• THE TASK:
In the data below, which lines contain "CronSettings"? List them by copying each one.

::::

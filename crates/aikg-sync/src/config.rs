use std::path::PathBuf;
use std::time::Duration;

use aikg_core::BackoffPolicy;
use thiserror::Error;
use tokio_cron_scheduler::Job;

#[derive(Debug, Error, PartialEq, Eq)]
pub enum ConfigError {
    #[error("missing required setting {0}")]
    Missing(&'static str),
    #[error("invalid value for {name}: {value:?}")]
    Invalid { name: &'static str, value: String },
    #[error("invalid cron expression for {name}: {cron:?} ({reason})")]
    InvalidCron {
        name: &'static str,
        cron: String,
        reason: String,
    },
}

/// Checks a six-field (seconds-first) cron expression.
pub fn validate_cron(name: &'static str, cron: &str) -> Result<(), ConfigError> {
    Job::new_async(cron, |_uuid, _l| Box::pin(async {}))
        .map(|_| ())
        .map_err(|e| ConfigError::InvalidCron {
            name,
            cron: cron.to_string(),
            reason: e.to_string(),
        })
}

#[derive(Debug, Clone, PartialEq, Eq)]
pub struct LlmSettings {
    pub api_key: String,
    pub base_url: String,
    pub model: String,
    pub timeout_secs: u64,
}

#[derive(Debug, Clone, PartialEq, Eq)]
pub struct MailSettings {
    pub relay_url: Option<String>,
    pub relay_token: Option<String>,
    pub from: String,
    pub admin_recipients: Vec<String>,
}

#[derive(Debug, Clone, PartialEq, Eq)]
pub struct CronSettings {
    pub retry_reset: String,
    pub website_sweep: String,
    pub failed_retry: String,
    pub pending_articles: String,
    pub timeout_articles: String,
    pub default_send: String,
    pub subscription_refresh: String,
}

impl Default for CronSettings {
    fn default() -> Self {
        Self {
            retry_reset: "0 0 0 * * *".to_string(),
            website_sweep: "0 */10 * * * *".to_string(),
            failed_retry: "0 */10 * * * *".to_string(),
            pending_articles: "0 */5 * * * *".to_string(),
            timeout_articles: "0 */30 * * * *".to_string(),
            default_send: "0 0 8 * * *".to_string(),
            subscription_refresh: "0 0 1 * * *".to_string(),
        }
    }
}

impl CronSettings {
    pub fn named(&self) -> [(&'static str, &str); 7] {
        [
            ("CRON_RETRY_RESET", &self.retry_reset),
            ("CRON_WEBSITE_SWEEP", &self.website_sweep),
            ("CRON_FAILED_RETRY", &self.failed_retry),
            ("CRON_PENDING_ARTICLES", &self.pending_articles),
            ("CRON_TIMEOUT_ARTICLES", &self.timeout_articles),
            ("CRON_DEFAULT_SEND", &self.default_send),
            ("CRON_SUBSCRIPTION_REFRESH", &self.subscription_refresh),
        ]
    }

    pub fn validate(&self) -> Result<(), ConfigError> {
        for (name, cron) in self.named() {
            validate_cron(name, cron)?;
        }
        Ok(())
    }
}

#[derive(Debug, Clone, PartialEq, Eq)]
pub struct AppConfig {
    pub database_url: Option<String>,
    pub seed_file: Option<PathBuf>,
    pub llm: LlmSettings,
    pub mail: MailSettings,
    pub crons: CronSettings,
    pub website_max_retry: u32,
    pub article_max_retry: u32,
    pub article_batch_size: usize,
    pub article_timeout_minutes: i64,
    pub scrape_startup_delay_secs: u64,
    pub worker_concurrency: usize,
    pub http_timeout_secs: u64,
    pub user_agent: String,
    pub fetch_min_interval_ms: u64,
    pub bind_addr: String,
}

impl AppConfig {
    pub fn from_env() -> Result<Self, ConfigError> {
        Self::from_lookup(|name| std::env::var(name).ok())
    }

    /// Builds the config from any key lookup; unset or blank keys take their defaults.
    pub fn from_lookup<F>(lookup: F) -> Result<Self, ConfigError>
    where
        F: Fn(&str) -> Option<String>,
    {
        let get = |name: &str| lookup(name).filter(|v| !v.trim().is_empty());
        let text = |name: &str, default: &str| get(name).unwrap_or_else(|| default.to_string());

        let api_key = get("LLM_API_KEY").ok_or(ConfigError::Missing("LLM_API_KEY"))?;

        let config = Self {
            database_url: get("DATABASE_URL"),
            seed_file: get("AIKG_SEED_FILE").map(PathBuf::from),
            llm: LlmSettings {
                api_key,
                base_url: text("LLM_BASE_URL", "https://api.openai.com/v1"),
                model: text("LLM_MODEL", "gpt-4o-mini"),
                timeout_secs: parse_number(&get, "LLM_TIMEOUT_SECS", 120)?,
            },
            mail: MailSettings {
                relay_url: get("MAIL_RELAY_URL"),
                relay_token: get("MAIL_RELAY_TOKEN"),
                from: text("MAIL_FROM", "aikg@localhost"),
                admin_recipients: get("MAIL_ADMIN_RECIPIENTS")
                    .map(|v| {
                        v.split(',')
                            .map(str::trim)
                            .filter(|s| !s.is_empty())
                            .map(ToString::to_string)
                            .collect()
                    })
                    .unwrap_or_default(),
            },
            crons: CronSettings {
                retry_reset: text("CRON_RETRY_RESET", "0 0 0 * * *"),
                website_sweep: text("CRON_WEBSITE_SWEEP", "0 */10 * * * *"),
                failed_retry: text("CRON_FAILED_RETRY", "0 */10 * * * *"),
                pending_articles: text("CRON_PENDING_ARTICLES", "0 */5 * * * *"),
                timeout_articles: text("CRON_TIMEOUT_ARTICLES", "0 */30 * * * *"),
                default_send: text("CRON_DEFAULT_SEND", "0 0 8 * * *"),
                subscription_refresh: text("CRON_SUBSCRIPTION_REFRESH", "0 0 1 * * *"),
            },
            website_max_retry: parse_number(&get, "WEBSITE_MAX_RETRY", 5)?,
            article_max_retry: parse_number(&get, "ARTICLE_MAX_RETRY", 3)?,
            article_batch_size: parse_number(&get, "ARTICLE_BATCH_SIZE", 10)?,
            article_timeout_minutes: parse_number(&get, "ARTICLE_TIMEOUT_MINUTES", 30)?,
            scrape_startup_delay_secs: parse_number(&get, "SCRAPE_STARTUP_DELAY_SECS", 5)?,
            worker_concurrency: parse_number(&get, "WORKER_CONCURRENCY", 10)?,
            http_timeout_secs: parse_number(&get, "HTTP_TIMEOUT_SECS", 20)?,
            user_agent: text("AIKG_USER_AGENT", "aikg-bot/0.1"),
            fetch_min_interval_ms: parse_number(&get, "FETCH_MIN_INTERVAL_MS", 1000)?,
            bind_addr: text("AIKG_BIND", "0.0.0.0:8080"),
        };

        if config.article_timeout_minutes <= 0 {
            return Err(ConfigError::Invalid {
                name: "ARTICLE_TIMEOUT_MINUTES",
                value: config.article_timeout_minutes.to_string(),
            });
        }
        config.crons.validate()?;
        Ok(config)
    }

    pub fn article_timeout(&self) -> chrono::Duration {
        chrono::Duration::minutes(self.article_timeout_minutes)
    }

    pub fn startup_delay(&self) -> Duration {
        Duration::from_secs(self.scrape_startup_delay_secs)
    }

    /// Backoff shared by article extraction and summary generation: 3 attempts, 1s then 2s.
    pub fn llm_backoff(&self) -> BackoffPolicy {
        BackoffPolicy::default()
    }
}

fn parse_number<T, G>(get: &G, name: &'static str, default: T) -> Result<T, ConfigError>
where
    T: std::str::FromStr,
    G: Fn(&str) -> Option<String>,
{
    match get(name) {
        None => Ok(default),
        Some(raw) => raw.trim().parse().map_err(|_| ConfigError::Invalid {
            name,
            value: raw,
        }),
    }
}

::::

• REPLY TO THE TASK:
pub struct CronSettings {
impl Default for CronSettings {
impl CronSettings {
    pub crons: CronSettings,
            crons: CronSettings {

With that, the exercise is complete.